**ASSIGNED TASK**
Whenever a line contains the string "called", copy it out of the entries.

::: EXTRACTED ENTRIES :::

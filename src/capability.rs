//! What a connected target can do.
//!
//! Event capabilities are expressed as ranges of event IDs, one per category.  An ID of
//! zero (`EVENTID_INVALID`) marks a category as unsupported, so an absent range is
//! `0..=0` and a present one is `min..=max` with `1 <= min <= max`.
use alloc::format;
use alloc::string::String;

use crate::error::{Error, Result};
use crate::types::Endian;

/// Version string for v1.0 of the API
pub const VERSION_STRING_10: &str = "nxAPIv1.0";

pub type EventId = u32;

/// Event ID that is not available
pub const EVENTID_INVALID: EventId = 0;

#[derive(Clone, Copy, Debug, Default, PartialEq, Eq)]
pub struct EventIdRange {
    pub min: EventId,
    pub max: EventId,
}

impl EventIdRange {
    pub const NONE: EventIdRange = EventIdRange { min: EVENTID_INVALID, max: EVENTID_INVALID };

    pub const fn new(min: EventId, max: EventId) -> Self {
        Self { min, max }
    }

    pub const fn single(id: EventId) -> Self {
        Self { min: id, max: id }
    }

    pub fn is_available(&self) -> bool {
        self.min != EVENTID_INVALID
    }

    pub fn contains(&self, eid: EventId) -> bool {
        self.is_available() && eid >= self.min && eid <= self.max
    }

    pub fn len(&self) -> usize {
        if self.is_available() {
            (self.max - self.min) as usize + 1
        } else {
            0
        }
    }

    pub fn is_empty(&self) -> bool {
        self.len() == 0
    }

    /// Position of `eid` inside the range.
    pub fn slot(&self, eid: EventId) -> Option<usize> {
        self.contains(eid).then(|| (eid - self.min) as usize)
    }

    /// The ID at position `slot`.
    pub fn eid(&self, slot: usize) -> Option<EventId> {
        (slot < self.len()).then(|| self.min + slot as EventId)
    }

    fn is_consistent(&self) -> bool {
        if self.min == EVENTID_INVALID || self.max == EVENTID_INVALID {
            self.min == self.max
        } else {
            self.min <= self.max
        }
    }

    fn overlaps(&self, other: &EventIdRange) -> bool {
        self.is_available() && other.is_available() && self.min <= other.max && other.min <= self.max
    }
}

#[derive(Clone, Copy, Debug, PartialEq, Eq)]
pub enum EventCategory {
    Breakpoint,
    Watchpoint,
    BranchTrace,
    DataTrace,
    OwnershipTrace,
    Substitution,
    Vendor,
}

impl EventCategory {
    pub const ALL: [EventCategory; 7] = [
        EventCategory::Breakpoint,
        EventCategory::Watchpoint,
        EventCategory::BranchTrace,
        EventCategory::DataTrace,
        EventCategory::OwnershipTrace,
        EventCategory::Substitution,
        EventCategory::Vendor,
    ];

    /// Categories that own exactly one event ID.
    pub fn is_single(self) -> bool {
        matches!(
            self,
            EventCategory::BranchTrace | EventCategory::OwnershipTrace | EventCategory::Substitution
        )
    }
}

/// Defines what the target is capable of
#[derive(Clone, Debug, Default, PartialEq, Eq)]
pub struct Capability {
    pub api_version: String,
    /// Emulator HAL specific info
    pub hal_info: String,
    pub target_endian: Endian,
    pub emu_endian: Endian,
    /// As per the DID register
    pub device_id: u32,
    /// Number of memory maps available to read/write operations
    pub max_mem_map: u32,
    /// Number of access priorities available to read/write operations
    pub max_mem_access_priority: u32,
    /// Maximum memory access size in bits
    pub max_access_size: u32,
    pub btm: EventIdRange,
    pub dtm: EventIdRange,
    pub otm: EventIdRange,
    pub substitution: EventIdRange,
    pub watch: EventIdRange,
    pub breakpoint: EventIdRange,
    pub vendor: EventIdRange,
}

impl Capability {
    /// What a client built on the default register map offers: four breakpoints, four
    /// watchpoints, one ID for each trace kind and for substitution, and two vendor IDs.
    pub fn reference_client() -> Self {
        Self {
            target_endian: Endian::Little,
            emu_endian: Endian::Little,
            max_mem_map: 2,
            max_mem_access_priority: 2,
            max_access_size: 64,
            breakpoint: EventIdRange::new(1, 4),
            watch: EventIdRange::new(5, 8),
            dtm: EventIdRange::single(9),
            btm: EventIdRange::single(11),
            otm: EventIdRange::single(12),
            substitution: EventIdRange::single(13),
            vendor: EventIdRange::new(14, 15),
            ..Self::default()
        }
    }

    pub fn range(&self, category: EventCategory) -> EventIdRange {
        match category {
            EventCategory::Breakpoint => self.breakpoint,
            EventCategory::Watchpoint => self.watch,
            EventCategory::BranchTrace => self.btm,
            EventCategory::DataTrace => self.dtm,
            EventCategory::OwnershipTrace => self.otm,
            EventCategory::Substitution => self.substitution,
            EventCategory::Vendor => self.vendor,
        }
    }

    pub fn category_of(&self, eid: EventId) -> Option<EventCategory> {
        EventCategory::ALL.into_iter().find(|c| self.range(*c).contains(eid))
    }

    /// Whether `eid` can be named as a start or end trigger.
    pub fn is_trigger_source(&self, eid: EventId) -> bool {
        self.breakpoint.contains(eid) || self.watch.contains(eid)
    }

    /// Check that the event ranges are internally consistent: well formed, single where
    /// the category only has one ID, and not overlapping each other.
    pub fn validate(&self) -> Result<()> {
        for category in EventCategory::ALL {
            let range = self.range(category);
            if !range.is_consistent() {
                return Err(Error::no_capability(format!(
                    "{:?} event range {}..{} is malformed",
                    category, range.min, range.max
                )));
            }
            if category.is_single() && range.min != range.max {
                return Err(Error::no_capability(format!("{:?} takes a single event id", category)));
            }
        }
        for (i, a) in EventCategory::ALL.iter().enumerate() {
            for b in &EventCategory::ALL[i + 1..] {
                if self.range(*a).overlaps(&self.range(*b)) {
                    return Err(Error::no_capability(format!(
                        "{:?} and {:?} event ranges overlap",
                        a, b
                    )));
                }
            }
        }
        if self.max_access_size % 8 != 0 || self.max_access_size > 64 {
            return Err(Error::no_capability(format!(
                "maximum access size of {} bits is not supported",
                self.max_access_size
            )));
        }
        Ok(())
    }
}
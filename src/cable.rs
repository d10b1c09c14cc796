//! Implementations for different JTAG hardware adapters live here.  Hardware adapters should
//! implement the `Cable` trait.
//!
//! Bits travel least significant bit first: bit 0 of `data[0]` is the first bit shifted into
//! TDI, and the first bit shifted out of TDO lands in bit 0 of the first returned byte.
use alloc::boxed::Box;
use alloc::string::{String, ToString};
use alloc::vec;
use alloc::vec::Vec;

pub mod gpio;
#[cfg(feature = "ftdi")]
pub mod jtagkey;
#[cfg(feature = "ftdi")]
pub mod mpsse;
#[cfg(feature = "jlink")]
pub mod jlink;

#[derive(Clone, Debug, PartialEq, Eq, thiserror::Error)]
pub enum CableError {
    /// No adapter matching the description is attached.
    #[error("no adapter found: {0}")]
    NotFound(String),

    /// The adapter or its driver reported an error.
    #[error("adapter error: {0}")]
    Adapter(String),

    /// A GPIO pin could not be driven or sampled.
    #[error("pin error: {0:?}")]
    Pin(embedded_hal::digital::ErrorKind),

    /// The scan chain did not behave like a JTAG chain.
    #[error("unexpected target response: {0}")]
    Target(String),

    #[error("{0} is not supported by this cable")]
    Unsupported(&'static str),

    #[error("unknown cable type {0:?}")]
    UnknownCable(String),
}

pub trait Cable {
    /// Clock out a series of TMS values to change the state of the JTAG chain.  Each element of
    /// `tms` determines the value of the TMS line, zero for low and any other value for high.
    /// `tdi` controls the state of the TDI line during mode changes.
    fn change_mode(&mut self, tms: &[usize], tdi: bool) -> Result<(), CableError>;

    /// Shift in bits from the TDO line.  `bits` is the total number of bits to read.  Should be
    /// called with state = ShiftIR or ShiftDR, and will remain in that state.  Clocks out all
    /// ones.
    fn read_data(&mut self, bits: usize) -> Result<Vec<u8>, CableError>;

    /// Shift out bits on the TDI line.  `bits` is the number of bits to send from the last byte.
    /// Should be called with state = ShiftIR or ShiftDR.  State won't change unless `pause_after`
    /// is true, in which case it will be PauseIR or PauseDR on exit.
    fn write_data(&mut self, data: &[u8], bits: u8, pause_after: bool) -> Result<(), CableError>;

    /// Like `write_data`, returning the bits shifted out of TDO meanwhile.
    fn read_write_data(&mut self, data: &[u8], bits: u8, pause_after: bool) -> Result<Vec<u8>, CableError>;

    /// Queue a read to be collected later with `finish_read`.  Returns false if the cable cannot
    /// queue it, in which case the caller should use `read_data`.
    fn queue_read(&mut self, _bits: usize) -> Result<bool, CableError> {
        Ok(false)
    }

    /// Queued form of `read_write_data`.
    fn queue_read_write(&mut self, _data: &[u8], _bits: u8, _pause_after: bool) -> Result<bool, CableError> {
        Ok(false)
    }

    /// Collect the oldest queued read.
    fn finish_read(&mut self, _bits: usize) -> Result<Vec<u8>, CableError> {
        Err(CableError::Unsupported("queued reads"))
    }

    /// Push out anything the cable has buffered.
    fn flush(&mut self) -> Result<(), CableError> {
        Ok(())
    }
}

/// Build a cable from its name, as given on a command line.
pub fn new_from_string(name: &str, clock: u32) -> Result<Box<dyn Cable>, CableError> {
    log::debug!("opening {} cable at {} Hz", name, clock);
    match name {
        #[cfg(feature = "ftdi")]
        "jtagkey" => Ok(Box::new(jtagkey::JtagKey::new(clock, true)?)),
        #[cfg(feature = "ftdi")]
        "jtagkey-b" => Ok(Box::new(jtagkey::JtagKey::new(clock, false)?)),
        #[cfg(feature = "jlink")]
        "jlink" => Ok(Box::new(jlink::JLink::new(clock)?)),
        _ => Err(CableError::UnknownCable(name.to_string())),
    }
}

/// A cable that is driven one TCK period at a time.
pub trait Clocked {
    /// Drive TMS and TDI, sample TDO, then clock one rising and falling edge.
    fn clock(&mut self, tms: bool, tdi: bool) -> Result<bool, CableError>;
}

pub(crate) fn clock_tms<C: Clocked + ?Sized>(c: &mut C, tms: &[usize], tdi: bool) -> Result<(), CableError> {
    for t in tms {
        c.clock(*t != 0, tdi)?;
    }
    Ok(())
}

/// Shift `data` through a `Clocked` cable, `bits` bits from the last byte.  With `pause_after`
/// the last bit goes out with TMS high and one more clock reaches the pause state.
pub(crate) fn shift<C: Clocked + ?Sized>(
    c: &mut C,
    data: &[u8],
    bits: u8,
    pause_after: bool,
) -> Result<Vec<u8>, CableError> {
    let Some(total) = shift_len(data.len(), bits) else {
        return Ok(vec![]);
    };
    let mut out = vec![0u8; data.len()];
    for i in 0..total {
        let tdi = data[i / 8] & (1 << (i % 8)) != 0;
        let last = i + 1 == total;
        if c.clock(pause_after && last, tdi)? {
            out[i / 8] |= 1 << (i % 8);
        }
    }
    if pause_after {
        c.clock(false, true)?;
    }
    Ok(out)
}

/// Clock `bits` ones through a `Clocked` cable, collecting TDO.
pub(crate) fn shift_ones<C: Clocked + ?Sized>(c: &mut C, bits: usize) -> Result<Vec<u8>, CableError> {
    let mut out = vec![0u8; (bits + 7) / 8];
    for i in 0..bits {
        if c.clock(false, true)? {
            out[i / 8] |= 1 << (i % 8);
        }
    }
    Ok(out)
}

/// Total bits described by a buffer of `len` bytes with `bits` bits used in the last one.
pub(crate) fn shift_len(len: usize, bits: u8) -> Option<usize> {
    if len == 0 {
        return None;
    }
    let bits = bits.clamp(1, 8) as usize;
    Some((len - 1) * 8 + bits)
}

:::

**RESPONSE**
    /// called with state = ShiftIR or ShiftDR, and will remain in that state.  Clocks out all
    /// Should be called with state = ShiftIR or ShiftDR.  State won't change unless `pause_after`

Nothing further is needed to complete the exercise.